A comprehensive guide to parallel video decoding

As promised, today we’ll talk about video decoding. We will review the most important operations that a decoder has to fulfill, and for each case see what kind of speed boost we can expect with a shader based video decoding. Because video decoding is a complex process and one blog post can hardly be thorough, I’ll provide related links for each chapter, if you wish to start your own research on a particular subject 😉

Let’s begin with a quick overview of the most important operations of a VP8 video decoding process :
vp8_decode_pipeline

A little bit of background is needed before going further.

1/ Colors coding

http://en.wikipedia.org/wiki/Rgb
http://en.wikipedia.org/wiki/Ycbcr
http://en.wikipedia.org/wiki/Chroma_subsampling

colors_original

Colors are usually represented in the 24 bits RGB scheme (8 bits for each of the 3 components). It is the “native format” for most of the screens and most importantly for the human eye.

RGB

But when it comes to video compression, a different scheme is used. It’s called YCbCr, and you may know it as “YUV”. It is not a different colorspace than RGB but rather a different way to write it. The fact is that the human eye can see higher difference of luminosity than difference of colors. As for a RGB pixel, a YCbCr pixel has 3 components : Y is the “luma” component, Cb and Cr the “chroma” blue and red. The whole components of the same type of a picture are call a plane. The trick is to store the two chroma components at quarter resolution and the luma component at full resolution. This is called “chroma sub-sampling”, and the VP8 codec only support “4:2:0” mode.
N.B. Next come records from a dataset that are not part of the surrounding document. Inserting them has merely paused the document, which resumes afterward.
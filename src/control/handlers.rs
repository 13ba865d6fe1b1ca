use std::net::SocketAddr;

use axum::{
    body::Body,
    extract::{ConnectInfo, Path, State},
    http::{header, Request, StatusCode},
    response::{IntoResponse, Response},
    Json,
};
use serde::Serialize;
use sysinfo::{ProcessesToUpdate, System};

use crate::control::bootstrap::{bootstrap, BootstrapRequest};
use crate::control::route::{wants_new_tunnel, ControlRoute};
use crate::http::request::{endpoint_ip, request_host};
use crate::http::server::AppState;
use crate::registry::TunnelStats;
use crate::routing::RouteError;

#[derive(Debug, Default, Serialize)]
pub struct MemoryUsage {
    pub rss: u64,
    #[serde(rename = "virtual")]
    pub virtual_memory: u64,
}

#[derive(Debug, Serialize)]
pub struct BrokerStatus {
    pub tunnels: usize,
    pub mem: MemoryUsage,
}

/// Resident and virtual memory of this process, zero if unavailable.
pub fn process_memory() -> MemoryUsage {
    let Ok(pid) = sysinfo::get_current_pid() else {
        return MemoryUsage::default();
    };

    let mut system = System::new();
    system.refresh_processes(ProcessesToUpdate::Some(&[pid]), true);
    system
        .process(pid)
        .map(|process| MemoryUsage {
            rss: process.memory(),
            virtual_memory: process.virtual_memory(),
        })
        .unwrap_or_default()
}

pub async fn get_status(State(state): State<AppState>) -> Json<BrokerStatus> {
    Json(BrokerStatus {
        tunnels: state.registry.stats().tunnels,
        mem: process_memory(),
    })
}

pub async fn get_tunnel_status(
    State(state): State<AppState>,
    Path(id): Path<String>,
) -> Result<Json<TunnelStats>, RouteError> {
    state
        .registry
        .lookup(&id)
        .await
        .map(|tunnel| Json(tunnel.stats()))
        .ok_or(RouteError::NotFound)
}

/// Everything under the bearer gate: landing redirect and bootstrap.
pub async fn bootstrap_or_redirect(State(state): State<AppState>, request: Request<Body>) -> Response {
    let tunnels = state.tunnels.load_full();

    let candidate = match ControlRoute::classify(request.uri().path()) {
        ControlRoute::Root if wants_new_tunnel(request.uri().query()) => None,
        ControlRoute::Root => {
            return (StatusCode::FOUND, [(header::LOCATION, tunnels.landing_page.clone())])
                .into_response();
        }
        ControlRoute::SingleSegment(name) => Some(name),
        ControlRoute::MultiSegment => return RouteError::NotFound.into_response(),
    };

    let peer = request
        .extensions()
        .get::<ConnectInfo<SocketAddr>>()
        .map(|ConnectInfo(addr)| *addr);
    let endpoint = endpoint_ip(request.headers(), peer);
    let public_host = match tunnels.domain.clone() {
        Some(domain) => domain,
        None => request_host(&request).unwrap_or_default().to_string(),
    };

    let outcome = bootstrap(
        state.registry.as_ref(),
        state.generator.as_ref(),
        BootstrapRequest {
            candidate,
            endpoint,
            public_host,
            scheme: tunnels.scheme(),
        },
    )
    .await;

    match outcome {
        Ok(done) => done.into_response(),
        Err(e) => e.into_response(),
    }
}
So with a 4:2:0 sub-sampling, we have an overall of 50% of the components removed, for a drop of quality almost imperceptible !

YCbCr

2/ Block based coding

Most of the computation that we are going to study don’t work on the whole picture, but instead the video encoders divide the picture in smaller block of data, easier and especially faster to process.

First we have the “macroblocks” which are 16×16 pixels wide, used by the inter-prediction process. Then we have the “blocks” of 4×4 pixels, used by the intra-prediction process. Each macroblock includes 16 4×4 blocks of luma components, and 32 2×2 blocks of chroma components (8 for chroma blue, 8 for chroma red).

In this post I’ll mostly talk of the treatments applied on the 4×4 luma blocks in order to save time, not going too deep on the details.

block_based_coding

3/ Entropy decoding

http://en.wikipedia.org/wiki/Entropy_encoding
http://en.wikipedia.org/wiki/Arithmetic_coding

The first process in “decoding order” is the entropy decoder. Lets paraphrase wikipedia :

In information theory an entropy encoding is a lossless data compression scheme that is independent of the specific characteristics of the medium.

One of the main types of entropy coding creates and assigns a unique prefix-free code to each unique symbol that occurs in the input. These entropy encoders then compress data by replacing each fixed-length input symbol by the corresponding variable-length prefix-free output codeword. The length of each codeword is approximately proportional to the negative logarithm of the probability. Therefore, the most common symbols use the shortest codes.

The VP8 codec uses an entropy coder called “Boolean Entropy Decoder”, a form of arithmetic coding, which uses only two symbols : 0 or 1. It is faster than typical arithmetic coding and allows purely integer implementation.

The only thing we need to known, is that entropy decoding is a very linear process and cannot be parallelized. The symbols are decompressed one by one (the bitstream is processed bit by bit in the case of arithmetic coding, i/o are bufferized however) and each symbol decoded updates the probability context of the decoder. Loose one bit, loose one frame.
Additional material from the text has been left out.